▶ [Problem]:
Give back all of the records, exactly and completely.

▶ [Data excerpts]:
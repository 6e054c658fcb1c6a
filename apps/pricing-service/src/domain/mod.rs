//! Domain Layer
//!
//! The innermost layer containing business logic with zero infrastructure dependencies.
//!
//! # Bounded Contexts
//!
//! - [`pricing`]: Option parameters, Greeks and pricing results
//! - [`screening`]: Premium and hedge opportunity screening

pub mod pricing;
pub mod screening;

▶ [Task answer]:
repository 6e054c658fcb1c6a
filename apps/pricing-service/src/domain/mod.rs
//! Domain Layer
//!
//! The innermost layer containing business logic with zero infrastructure dependencies.
//!
//! # Bounded Contexts
//!
//! - [`pricing`]: Option parameters, Greeks and pricing results
//! - [`screening`]: Premium and hedge opportunity screening

pub mod pricing;
pub mod screening;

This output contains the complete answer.